§ **Supplied data**
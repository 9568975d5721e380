use super::common::{FilterArgs, ViewModeArgs};
use super::enums::MatchArg;
use brandflow_types::StoreScope;
use clap::Subcommand;
use std::path::PathBuf;

#[derive(Subcommand)]
pub enum Commands {
    #[command(about = "Metric cards and the trend chart")]
    Metrics {
        #[command(subcommand)]
        command: MetricsCommand,
    },

    #[command(about = "Product table columns and presets")]
    Columns {
        #[command(subcommand)]
        command: ColumnsCommand,
    },

    #[command(about = "Show the product table")]
    Products {
        #[arg(long, help = "Column preset (Revenue, Advertising, Orders, ...)")]
        preset: Option<String>,

        #[arg(long, help = "Store used for the performance score: amazon, shopify or both")]
        store: Option<StoreScope>,

        #[arg(long, help = "Sort by column id")]
        sort: Option<String>,

        #[arg(long, requires = "sort")]
        desc: bool,

        #[command(flatten)]
        view_mode: ViewModeArgs,
    },

    #[command(about = "Export the product table as CSV")]
    Export {
        #[arg(long, help = "Column preset (Revenue, Advertising, Orders, ...)")]
        preset: Option<String>,

        #[arg(long, help = "Write to a file instead of stdout")]
        output: Option<PathBuf>,
    },

    #[command(about = "Advanced filter bar")]
    Filters {
        #[command(subcommand)]
        command: FiltersCommand,
    },

    #[command(about = "Product tags")]
    Tags {
        #[command(subcommand)]
        command: TagsCommand,
    },

    #[command(about = "Resolve the reporting period")]
    Period {
        #[arg(long, help = "Preset label, e.g. \"last 7 days\" or year-to-date")]
        preset: Option<String>,

        #[arg(long, requires = "to", help = "Custom range start (YYYY-MM-DD)")]
        from: Option<String>,

        #[arg(long, requires = "from", help = "Custom range end (YYYY-MM-DD)")]
        to: Option<String>,

        #[arg(long, help = "Reference date instead of the local date (YYYY-MM-DD)")]
        today: Option<String>,
    },

    #[command(about = "Interactive terminal dashboard (JSON format prints a snapshot)")]
    Dashboard {
        #[arg(long, help = "Reference date instead of the local date (YYYY-MM-DD)")]
        today: Option<String>,
    },

    #[command(about = "Show or create the configuration file")]
    Config {
        #[command(subcommand)]
        command: ConfigCommand,
    },
}

#[derive(Subcommand)]
pub enum MetricsCommand {
    #[command(about = "List the metric registry grouped by category")]
    List {
        #[arg(long)]
        search: Option<String>,

        #[command(flatten)]
        view_mode: ViewModeArgs,
    },

    #[command(about = "Show chart series for the selected metrics")]
    Chart {
        #[arg(long = "select", value_name = "ID", help = "Toggle a metric card")]
        select: Vec<String>,

        #[arg(long = "hide", value_name = "ID", help = "Toggle chart visibility")]
        hide: Vec<String>,

        #[command(flatten)]
        view_mode: ViewModeArgs,
    },
}

#[derive(Subcommand)]
pub enum ColumnsCommand {
    #[command(about = "List table columns and their visibility")]
    List {
        #[arg(long)]
        preset: Option<String>,

        #[arg(long = "toggle", value_name = "ID")]
        toggle: Vec<String>,

        #[arg(long, help = "Hide every column except the locked ones")]
        clear: bool,

        #[command(flatten)]
        view_mode: ViewModeArgs,
    },
}

#[derive(Subcommand)]
pub enum FiltersCommand {
    #[command(about = "List the filter catalog by section")]
    Catalog {
        #[arg(long)]
        search: Option<String>,

        #[command(flatten)]
        filters: FilterArgs,
    },

    #[command(about = "Render applied filters as chips")]
    Chips {
        #[command(flatten)]
        filters: FilterArgs,

        #[arg(long, help = "Row width in columns (defaults to the terminal width)")]
        width: Option<u16>,

        #[arg(long, help = "Hide chips that wrap past the first row")]
        collapsed: bool,

        #[command(flatten)]
        view_mode: ViewModeArgs,
    },

    #[command(about = "Preview a draft before applying it")]
    Preview {
        key: String,

        #[arg(long = "option", value_name = "VALUE")]
        options: Vec<String>,

        #[arg(long, value_name = "OPERATOR")]
        operator: Option<String>,

        #[arg(long)]
        value1: Option<String>,

        #[arg(long)]
        value2: Option<String>,

        #[arg(long = "match", default_value = "any")]
        match_mode: MatchArg,
    },
}

#[derive(Subcommand)]
pub enum TagsCommand {
    #[command(about = "List tags with product counts")]
    List {
        #[arg(long)]
        search: Option<String>,
    },

    #[command(about = "Create a tag (existing names are reused)")]
    Create {
        name: String,

        #[arg(long)]
        color: Option<String>,
    },

    #[command(about = "Rename or recolour a tag")]
    Rename {
        old: String,

        new: String,

        #[arg(long, help = "New colour (#rrggbb); keeps the current one when omitted")]
        color: Option<String>,
    },

    #[command(about = "Delete a tag and remove it from every product")]
    Delete { name: String },

    #[command(about = "Add or remove a tag on a product")]
    Toggle { product_id: u32, tag: String },
}

#[derive(Subcommand)]
pub enum ConfigCommand {
    #[command(about = "Print the effective configuration")]
    Show,

    #[command(about = "Write a default config.toml")]
    Init {
        #[arg(long, help = "Overwrite an existing file")]
        force: bool,
    },
}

§ **What is needed**
Going through the entries above, show each line that contains "table".

§ **Task output**
    #[command(about = "Product table columns and presets")]
    #[command(about = "Show the product table")]
    #[command(about = "Export the product table as CSV")]
    #[command(about = "List table columns and their visibility")]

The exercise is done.